━━━━━ Data extracts ━━━━━
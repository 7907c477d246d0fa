use std::path::PathBuf;

use anyhow::{bail, Context};

const USAGE: &str =
    "usage: hierarchy-cleaner [--headless] [--original <name>] [--container-scale <scale>] [scene.gltf]";

#[derive(Debug, Clone, PartialEq)]
pub struct CleanerConfig {
    /// glTF file to load. A built-in sample hierarchy is used when unset.
    pub scene_path: Option<PathBuf>,
    /// Run all three steps without opening a window.
    pub headless: bool,
    /// Name of the object to use as the original hierarchy.
    pub original: Option<String>,
    /// Uniform local scale of the created "Meshes" container.
    pub meshes_container_scale: f32,
}

impl Default for CleanerConfig {
    fn default() -> Self {
        Self {
            scene_path: None,
            headless: false,
            original: None,
            meshes_container_scale: 100.0,
        }
    }
}

impl CleanerConfig {
    /// Parses arguments, excluding the program name.
    pub fn from_args<I>(args: I) -> anyhow::Result<Self>
    where
        I: IntoIterator<Item = String>,
    {
        let mut config = Self::default();
        let mut args = args.into_iter();

        while let Some(arg) = args.next() {
            match arg.as_str() {
                "--headless" => config.headless = true,
                "--original" => {
                    config.original = Some(args.next().context("--original needs a value")?);
                }
                "--container-scale" => {
                    let value = args.next().context("--container-scale needs a value")?;
                    let scale: f32 = value
                        .parse()
                        .with_context(|| format!("Invalid container scale: {value}"))?;
                    if !scale.is_finite() || scale == 0.0 {
                        bail!("Container scale must be finite and non-zero, got {value}");
                    }
                    config.meshes_container_scale = scale;
                }
                flag if flag.starts_with("--") => bail!("Unknown flag {flag}\n{USAGE}"),
                path => {
                    if config.scene_path.is_some() {
                        bail!("Only one scene file can be given\n{USAGE}");
                    }
                    config.scene_path = Some(PathBuf::from(path));
                }
            }
        }

        Ok(config)
    }
}
use anyhow::Result;

mod app;
mod cleaner;
mod config;
mod engine;
mod gltf_import;
mod inspector;
mod rendering;
mod scene_graph;
#[cfg(test)]
mod test_logger;
mod window;

use config::CleanerConfig;

fn main() -> Result<()> {
    let mut logger = pretty_env_logger::formatted_builder();
    logger.filter_level(log::LevelFilter::Info);
    if let Ok(filters) = std::env::var("RUST_LOG") {
        logger.parse_filters(&filters);
    }
    logger.init();

    let config = CleanerConfig::from_args(std::env::args().skip(1))?;

    if config.headless {
        return app::run_headless(config);
    }

    pollster::block_on(window::run(config))?;

    Ok(())
}
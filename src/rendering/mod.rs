pub mod config;
pub mod renderer;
━━━━━
- **Required work**
Write out every line of the data exactly, leaving nothing out.

- **Worked solution**
repository 7907c477d246d0fa
use std::path::PathBuf;

use anyhow::{bail, Context};

const USAGE: &str =
    "usage: hierarchy-cleaner [--headless] [--original <name>] [--container-scale <scale>] [scene.gltf]";

#[derive(Debug, Clone, PartialEq)]
pub struct CleanerConfig {
    /// glTF file to load. A built-in sample hierarchy is used when unset.
    pub scene_path: Option<PathBuf>,
    /// Run all three steps without opening a window.
    pub headless: bool,
    /// Name of the object to use as the original hierarchy.
    pub original: Option<String>,
    /// Uniform local scale of the created "Meshes" container.
    pub meshes_container_scale: f32,
}

impl Default for CleanerConfig {
    fn default() -> Self {
        Self {
            scene_path: None,
            headless: false,
            original: None,
            meshes_container_scale: 100.0,
        }
    }
}

impl CleanerConfig {
    /// Parses arguments, excluding the program name.
    pub fn from_args<I>(args: I) -> anyhow::Result<Self>
    where
        I: IntoIterator<Item = String>,
    {
        let mut config = Self::default();
        let mut args = args.into_iter();

        while let Some(arg) = args.next() {
            match arg.as_str() {
                "--headless" => config.headless = true,
                "--original" => {
                    config.original = Some(args.next().context("--original needs a value")?);
                }
                "--container-scale" => {
                    let value = args.next().context("--container-scale needs a value")?;
                    let scale: f32 = value
                        .parse()
                        .with_context(|| format!("Invalid container scale: {value}"))?;
                    if !scale.is_finite() || scale == 0.0 {
                        bail!("Container scale must be finite and non-zero, got {value}");
                    }
                    config.meshes_container_scale = scale;
                }
                flag if flag.starts_with("--") => bail!("Unknown flag {flag}\n{USAGE}"),
                path => {
                    if config.scene_path.is_some() {
                        bail!("Only one scene file can be given\n{USAGE}");
                    }
                    config.scene_path = Some(PathBuf::from(path));
                }
            }
        }

        Ok(config)
    }
}
use anyhow::Result;

mod app;
mod cleaner;
mod config;
mod engine;
mod gltf_import;
mod inspector;
mod rendering;
mod scene_graph;
#[cfg(test)]
mod test_logger;
mod window;

use config::CleanerConfig;

fn main() -> Result<()> {
    let mut logger = pretty_env_logger::formatted_builder();
    logger.filter_level(log::LevelFilter::Info);
    if let Ok(filters) = std::env::var("RUST_LOG") {
        logger.parse_filters(&filters);
    }
    logger.init();

    let config = CleanerConfig::from_args(std::env::args().skip(1))?;

    if config.headless {
        return app::run_headless(config);
    }

    pollster::block_on(window::run(config))?;

    Ok(())
}
filename src/rendering/mod.rs
pub mod config;
pub mod renderer;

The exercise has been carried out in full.